| Version 14 (modified by , 15 years ago) ( diff ) |
|---|
PS1 IPP Czar Logs for the week 2010.12.13 - 2010.12.19
(Up to PS1 IPP Czar Logs)
Monday : 2010.12.13
Lots of update processing triggered by the postage stamp server has been going on for the past several days. Except for some requests for chips with reduction STDSCIENCE_V0 things have been progressing smoothly.
- 12:40 (bills) added label MD02.2010.rerun to stdscience 562 exposures. About 1/2 hour later pantasks died. Restarted it at 13:31
- 17:08 (heather) under my own stdscience, processed darktest%.20101213 to investigate edge nans. Queued darktest.201012013, consisting of 100 i band images, for the static masking (and the autogeneration of the static masks).
Tuesday : 2020.12.14
Update storm seems to have passed during the night.
Many faults from old chipRuns with reduction STDSCIENCE_V0 (chip_id ~= 20000). Many (if not all) of the config dump files for this reduction refer to files that no longer exist. I set the state to goto_purged but I have not yet pulled the trigger and set label to goto_cleaned.
- 08:00 Queued MD02 nightly stacks. Label MD02.2010.rerun. Data group is MD02.V2.$date to distinguish from the MD02 stacks run previously with data group MD02.$date
- 10:40 (Serge) Many diffs have faults. Started revert for diff (through czartool). I don't see anything else.
- 11:00 (Serge) I ran ~heather/sshToNodes.py ipp /usr/local/sbin/nfscheck as ipp and all nodes tell they are OK.

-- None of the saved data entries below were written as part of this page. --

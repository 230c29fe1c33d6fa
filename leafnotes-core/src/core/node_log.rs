//! Line-delimited JSON record of every node in a workspace.

use crate::{Node, Result};
use indexmap::IndexMap;
use std::fs;
use std::io::{self, Write};
use std::path::{Path, PathBuf};
use tempfile::NamedTempFile;

pub const NODE_LOG_FILE: &str = "nodes.jsonl";

/// In-memory view of `nodes.jsonl`, keyed by node ID in file order.
///
/// Mutations happen in memory; [`persist`](Self::persist) writes the whole map
/// to a temporary file next to the log and renames it over the original, so
/// the previous log stays intact until the rename succeeds.
#[derive(Debug)]
pub struct NodeLog {
    path: PathBuf,
    nodes: IndexMap<String, Node>,
}

impl NodeLog {
    /// Loads the log at `path`. A missing file is an empty log.
    ///
    /// # Errors
    ///
    /// Returns [`crate::LeafnotesError::Io`] if the file exists but cannot be read.
    pub fn load<P: AsRef<Path>>(path: P) -> Result<Self> {
        let path = path.as_ref().to_path_buf();
        let text = match fs::read_to_string(&path) {
            Ok(text) => text,
            Err(e) if e.kind() == io::ErrorKind::NotFound => String::new(),
            Err(e) => return Err(e.into()),
        };
        let mut nodes = IndexMap::new();
        for node in parse_lines(&text) {
            nodes.insert(node.id.clone(), node);
        }
        Ok(Self { path, nodes })
    }

    pub fn path(&self) -> &Path {
        &self.path
    }

    pub fn get(&self, id: &str) -> Option<&Node> {
        self.nodes.get(id)
    }

    pub fn get_mut(&mut self, id: &str) -> Option<&mut Node> {
        self.nodes.get_mut(id)
    }

    pub fn contains(&self, id: &str) -> bool {
        self.nodes.contains_key(id)
    }

    pub fn len(&self) -> usize {
        self.nodes.len()
    }

    pub fn is_empty(&self) -> bool {
        self.nodes.is_empty()
    }

    /// All nodes in log order.
    pub fn iter(&self) -> impl Iterator<Item = &Node> {
        self.nodes.values()
    }

    /// IDs of the direct children of `parent_id`, trashed or not, in log order.
    pub fn child_ids(&self, parent_id: &str) -> Vec<String> {
        self.nodes
            .values()
            .filter(|n| n.parent_id.as_deref() == Some(parent_id))
            .map(|n| n.id.clone())
            .collect()
    }

    /// Adds or replaces a node in memory. Call [`persist`](Self::persist) afterwards.
    pub fn insert(&mut self, node: Node) {
        self.nodes.insert(node.id.clone(), node);
    }

    /// Removes a node from memory, keeping the order of the remaining lines.
    pub fn remove(&mut self, id: &str) -> Option<Node> {
        self.nodes.shift_remove(id)
    }

    /// Adds a batch of new nodes and persists them with a single rewrite.
    ///
    /// If the rewrite fails the batch is taken out of memory again.
    pub fn append(&mut self, batch: Vec<Node>) -> Result<()> {
        let snapshot = self.snapshot();
        for node in batch {
            self.insert(node);
        }
        if let Err(e) = self.persist() {
            self.rollback(snapshot);
            return Err(e);
        }
        Ok(())
    }

    /// Copy of the in-memory state, for [`rollback`](Self::rollback).
    pub(crate) fn snapshot(&self) -> IndexMap<String, Node> {
        self.nodes.clone()
    }

    pub(crate) fn rollback(&mut self, snapshot: IndexMap<String, Node>) {
        self.nodes = snapshot;
    }

    /// Rewrites the log atomically: temp file in the same directory, then rename.
    ///
    /// # Errors
    ///
    /// Returns [`crate::LeafnotesError::Io`] if the temp file cannot be written or
    /// renamed, or [`crate::LeafnotesError::Json`] if a node cannot be serialised.
    /// The existing log is untouched in either case.
    pub fn persist(&self) -> Result<()> {
        let dir = self.path.parent().unwrap_or_else(|| Path::new("."));
        let mut tmp = NamedTempFile::new_in(dir)?;
        {
            let mut out = io::BufWriter::new(tmp.as_file_mut());
            for node in self.nodes.values() {
                serde_json::to_writer(&mut out, node)?;
                out.write_all(b"\n")?;
            }
            out.flush()?;
        }
        tmp.as_file().sync_all()?;
        tmp.persist(&self.path)?;
        Ok(())
    }
}

/// Parses log text line by line, skipping blank and unparseable lines.
pub fn parse_lines(text: &str) -> Vec<Node> {
    text.lines()
        .enumerate()
        .filter(|(_, line)| !line.trim().is_empty())
        .filter_map(|(i, line)| match serde_json::from_str::<Node>(line) {
            Ok(node) => Some(node),
            Err(e) => {
                log::warn!("Skipping unreadable node log line {}: {e}", i + 1);
                None
            }
        })
        .collect()
}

- 11:20 (Serge) Repeated entry in logs of failed jobs:
I/O error code: 102 -> pmFPAfileWrite (pmFPAfileIO.c:340): Known programming error Error: file->mode != PM_FPA_MODE_INTERNAL is not true. -> pmFPAfileIOChecks (pmFPAfileIO.c:90): I/O error failed WRITE in FPA_AFTER block for PSPHOT.BACKMDL.STDEV -> main (ppSub.c:89): I/O error Unable to close files. Unable to perform ppSub: 2 at /home/panstarrs/ipp/psconfig//ipp-20101206.lin64/bin/diff_skycell.pl line 400.

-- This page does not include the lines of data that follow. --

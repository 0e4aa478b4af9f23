use std::{cmp::Ordering, collections::BinaryHeap};

use log::{debug, info, trace, warn};
use thiserror::Error;

use crate::grid::{CellStatus, CellStorage, GridMap, Point};

/// Precondition failures reported by [`PathFinder`]. None of them change the
/// grid or the finder.
#[derive(Debug, Error, Clone, Copy, PartialEq, Eq)]
pub enum SearchError {
    #[error("no start cell has been placed")]
    MissingStart,
    #[error("no end cell has been placed")]
    MissingEnd,
    #[error("advance called before a search was started")]
    NotStarted,
    #[error("the grid was edited or replaced since the search started")]
    GridChanged,
}

/// What a single call to [`PathFinder::advance`] achieved
#[derive(Debug, Clone, Copy, PartialEq, Eq)]
pub enum StepResult {
    InProgress,
    Found,
    Exhausted,
}

impl StepResult {
    pub fn is_done(&self) -> bool {
        !matches!(self, StepResult::InProgress)
    }
}

#[derive(Debug, PartialEq, Clone, Eq)]
pub struct PathResult {
    /// Every cell from start to goal, both included
    pub path: Vec<Point>,
    pub start: Point,
    pub goal: Point,
    pub total_cost: usize,
}

#[derive(Debug, Clone, PartialEq, Eq)]
pub enum PathFinderState {
    Idle,
    Running,
    Found(PathResult),
    Exhausted,
}

/// The objects that we store in the priority queue
#[derive(Debug)]
struct ToVisit {
    cost: usize,
    // insertion counter, breaks ties between equal costs in arrival order
    order: u64,
    point: Point,
}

Gene speaks: "[...] hitting the same failure which [...] i mentioned earlier this morning. let's let them fail [and fix later]"
- 13:14 stopping processing in order to update the build. Need to wait a few minutes to let the running stacks finish.
- 13:41 rebuild complete processing restarted. set label STS.20101202 to inactive temporarily until fix is confirmed. Reverted the diff faults.
- 14:45 set label STS.20101202 to active. Added MD02.2010.rerun to survey.dist and added label to distribution pantasks.
- 15:48 (Serge) Added ippMonitor as mysql user on ippdb:
CREATE USER 'ippMonitor'@'ipp004.ifa.hawaii.edu' IDENTIFIED BY 'ippMonitor'; GRANT REPLICATION CLIENT ON *.* TO 'ippMonitor'@'ipp004.ifa.hawaii.edu'; FLUSH PRIVILEGES;
Modified ippMonitor/raw/site.php so that czar tool can check replication status on ippdb02 (SVN 30034).